What is the number of lines in this listing that include the string "colors"? Answer with that number by itself.

****

//! Configuration types and CLI options.
//!
//! `Opt` is the command-line surface; `RunOptions` is the library-level
//! configuration it resolves into, after defaults from the settings file are
//! applied.

use std::path::PathBuf;
use std::time::Duration;

use clap::{ArgAction, Parser, ValueEnum};
use serde::Serialize;

use crate::config::constants::{DEFAULT_SETTINGS_FILE, LIVE_LEVEL};
use crate::config::settings::Settings;
use crate::transform::TransformOptions;

/// Logging level for diagnostic output.
#[derive(Clone, Debug, ValueEnum)]
pub enum LogLevel {
    /// Only error messages
    Error,
    /// Error and warning messages
    Warn,
    /// Error, warning, and informational messages
    Info,
    /// All messages except trace
    Debug,
    /// All messages including trace
    Trace,
}

impl From<LogLevel> for log::LevelFilter {
    fn from(l: LogLevel) -> Self {
        match l {
            LogLevel::Error => log::LevelFilter::Error,
            LogLevel::Warn => log::LevelFilter::Warn,
            LogLevel::Info => log::LevelFilter::Info,
            LogLevel::Debug => log::LevelFilter::Debug,
            LogLevel::Trace => log::LevelFilter::Trace,
        }
    }
}

/// Diagnostic log format.
///
/// - `Plain`: Human-readable format with colors (default)
/// - `Json`: One JSON object per line
#[derive(Clone, Debug, ValueEnum)]
pub enum LogFormat {
    /// Human-readable format with colors (default)
    Plain,
    /// Structured JSON format for machine parsing
    Json,
}

/// Format of the test-result report.
#[derive(Clone, Copy, Debug, Default, PartialEq, Eq, ValueEnum, Serialize)]
#[serde(rename_all = "lowercase")]
pub enum ReportFormat {
    /// Colored progress and failure details on the terminal
    #[default]
    Shell,
    /// One JSON document written when the run ends
    Json,
}

/// Options for one smoketest run.
///
/// Read-only once the run starts. Serialized as-is into the JSON report's
/// `configuration` section.
#[derive(Debug, Clone, Serialize)]
pub struct RunOptions {
    /// Files (or sitemap URLs) to read directives from
    pub input_filenames: Vec<String>,
    /// Replace every URL's scheme
    pub scheme: Option<String>,
    /// Deployment level the URLs are rewritten for
    pub level: String,
    /// Replace every URL's port
    pub port: Option<u16>,
    /// Number of workers per pass
    pub threads: usize,
    /// User-Agent header sent with every request
    pub user_agent: String,
    /// Append a `_=<millis>` query parameter to every URL
    pub cachebust: bool,
    /// Don't make any requests; every assertion passes
    pub dry_run: bool,
    /// Be less verbose
    pub quiet: bool,
    /// Report verbosity, 0 (failures only) to 4 (bodies and headers)
    pub verbosity: u8,
    /// Write the report to this file instead of stdout
    pub output: Option<PathBuf>,
    /// Report format
    pub format: ReportFormat,
    /// Number of passes; failed directives are re-run on the next pass
    pub passes: usize,
    /// Wait between passes
    #[serde(rename = "delay_between_passes_secs", serialize_with = "serialize_secs")]
    pub delay_between_passes: Duration,
}

impl Default for RunOptions {
    fn default() -> Self {
        Self {
            input_filenames: Vec::new(),
            scheme: None,
            level: LIVE_LEVEL.to_string(),
            port: None,
            threads: 1,
            user_agent: crate::config::DEFAULT_USER_AGENT.to_string(),
            cachebust: true,
            dry_run: false,
            quiet: false,
            verbosity: 0,
            output: None,
            format: ReportFormat::Shell,
            passes: 1,
            delay_between_passes: Duration::ZERO,
        }
    }
}

impl RunOptions {
    /// URL transform parameters for URLs read from directive files.
    pub fn transform_options(&self) -> TransformOptions<'_> {
        TransformOptions {
            scheme: self.scheme.as_deref(),
            port: self.port,
            level: Some(self.level.as_str()),
            cachebust: self.cachebust,
        }
    }
}

fn serialize_secs<S>(duration: &Duration, serializer: S) -> Result<S::Ok, S::Error>
where
    S: serde::Serializer,
{
    serializer.serialize_u64(duration.as_secs())
}

/// Command-line options.
///
/// # Examples
///
/// ```bash
/// # Check the live site
/// smoketest checks.yaml
///
/// # Check staging over https with 8 workers, retrying failures twice
/// smoketest checks.yaml --level stag --scheme https -t 8 --passes 3
/// ```
#[derive(Debug, Parser)]
#[command(
    name = "smoketest",
    about = "Checks that a set of pages on a website behave as expected."
)]
pub struct Opt {
    /// Input files: line lists, JSON, YAML, or XML sitemaps (local or http)
    #[arg(required = true)]
    pub input_filenames: Vec<String>,

    /// Transform URLs to use a particular scheme (e.g. http)
    #[arg(short = 's', long)]
    pub scheme: Option<String>,

    /// Transform live-site URLs to target a particular level (e.g. dev, stag)
    #[arg(short = 'l', long, default_value = LIVE_LEVEL)]
    pub level: String,

    /// Transform URLs to target a particular port (e.g. 8080)
    #[arg(short = 'p', long)]
    pub port: Option<u16>,

    /// Number of workers to use (default from settings file)
    #[arg(short = 't', long)]
    pub threads: Option<usize>,

    /// Custom User-Agent header (default from settings file)
    #[arg(short = 'u', long)]
    pub user_agent: Option<String>,

    /// Disable cachebusting
    #[arg(long = "no-cachebust", action = ArgAction::SetFalse)]
    pub cachebust: bool,

    /// Don't actually make any requests
    #[arg(long)]
    pub dry_run: bool,

    /// Be less verbose
    #[arg(short = 'q', long)]
    pub quiet: bool,

    /// Be more verbose; can be used multiple times
    #[arg(short = 'v', action = ArgAction::Count)]
    pub verbose: u8,

    /// Set verbosity; --verbosity=1 is the same as -v
    #[arg(long)]
    pub verbosity: Option<u8>,

    /// Output report to file
    #[arg(short = 'o', long)]
    pub output: Option<PathBuf>,

    /// Report format
    #[arg(short = 'f', long, value_enum, default_value_t = ReportFormat::Shell)]
    pub format: ReportFormat,

    /// Number of passes
    #[arg(long, default_value_t = 1)]
    pub passes: usize,

    /// Number of seconds to wait between passes
    #[arg(long, default_value_t = 0)]
    pub delay_between_passes: u64,

    /// Settings file
    #[arg(long, default_value = DEFAULT_SETTINGS_FILE)]
    pub settings: PathBuf,

    /// Log level: error|warn|info|debug|trace
    #[arg(long, value_enum, default_value_t = LogLevel::Warn)]
    pub log_level: LogLevel,

    /// Log format: plain|json
    #[arg(long, value_enum, default_value_t = LogFormat::Plain)]
    pub log_format: LogFormat,
}

impl Opt {
    /// Resolves command-line options against the settings file's defaults.
    pub fn into_run_options(self, settings: &Settings) -> RunOptions {
        let threads = self
            .threads
            .unwrap_or_else(|| settings.default_threads_for(&self.level));
        RunOptions {
            input_filenames: self.input_filenames,
            scheme: self.scheme,
            threads,
            user_agent: self.user_agent.unwrap_or_else(|| settings.user_agent()),
            cachebust: self.cachebust,
            dry_run: self.dry_run,
            quiet: self.quiet,
            verbosity: self.verbosity.unwrap_or(self.verbose),
            output: self.output,
            format: self.format,
            passes: self.passes,
            delay_between_passes: Duration::from_secs(self.delay_between_passes),
            port: self.port,
            level: self.level,
        }
    }
}

#[cfg(test)]
mod tests {
    use super::*;

    #[test]
    fn test_log_level_conversion() {
        assert_eq!(
            log::LevelFilter::from(LogLevel::Error),
            log::LevelFilter::Error
        );
        assert_eq!(
            log::LevelFilter::from(LogLevel::Trace),
            log::LevelFilter::Trace
        );
    }

    #[test]
    fn test_opt_defaults() {
        let opt = Opt::try_parse_from(["smoketest", "checks.txt"]).expect("should parse");
        let options = opt.into_run_options(&Settings::default());
        assert_eq!(options.level, "live");
        assert_eq!(options.threads, 1);
        assert!(options.cachebust);
        assert!(!options.dry_run);
        assert_eq!(options.passes, 1);
        assert_eq!(options.verbosity, 0);
        assert_eq!(options.format, ReportFormat::Shell);
        assert_eq!(options.input_filenames, vec!["checks.txt".to_string()]);
    }

    #[test]
    fn test_opt_flags() {
        let opt = Opt::try_parse_from([
            "smoketest",
            "a.yaml",
            "b.txt",
            "-l",
            "stag",
            "-s",
            "https",
            "-p",
            "8080",
            "--no-cachebust",
            "-vvv",
            "-f",
            "json",
            "--passes",
            "3",
            "--delay-between-passes",
            "5",
        ])
        .expect("should parse");
        let options = opt.into_run_options(&Settings::default());
        assert_eq!(options.level, "stag");
        assert_eq!(options.scheme.as_deref(), Some("https"));
        assert_eq!(options.port, Some(8080));
        assert!(!options.cachebust);
        assert_eq!(options.verbosity, 3);
        assert_eq!(options.format, ReportFormat::Json);
        assert_eq!(options.passes, 3);
        assert_eq!(options.delay_between_passes, Duration::from_secs(5));
    }

    #[test]
    fn test_explicit_verbosity_wins_over_count() {
        let opt = Opt::try_parse_from(["smoketest", "a.txt", "-v", "--verbosity", "4"])
            .expect("should parse");
        assert_eq!(opt.into_run_options(&Settings::default()).verbosity, 4);
    }

    #[test]
    fn test_threads_default_from_settings() {
        let settings = Settings::from_yaml("default_threads:\n  stag: 6\n  other: 2\n")
            .expect("settings should parse");
        let opt = Opt::try_parse_from(["smoketest", "a.txt", "-l", "stag"]).expect("parse");
        assert_eq!(opt.into_run_options(&settings).threads, 6);

        let opt = Opt::try_parse_from(["smoketest", "a.txt", "-t", "3"]).expect("parse");
        assert_eq!(opt.into_run_options(&settings).threads, 3);
    }

    #[test]
    fn test_run_options_serialize_delay_as_seconds() {
        let options = RunOptions {
            delay_between_passes: Duration::from_secs(7),
            ..Default::default()
        };
        let json = serde_json::to_value(&options).expect("serialize");
        assert_eq!(json["delay_between_passes_secs"], 7);
        assert_eq!(json["format"], "shell");
    }
}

****

**Exercise response**
2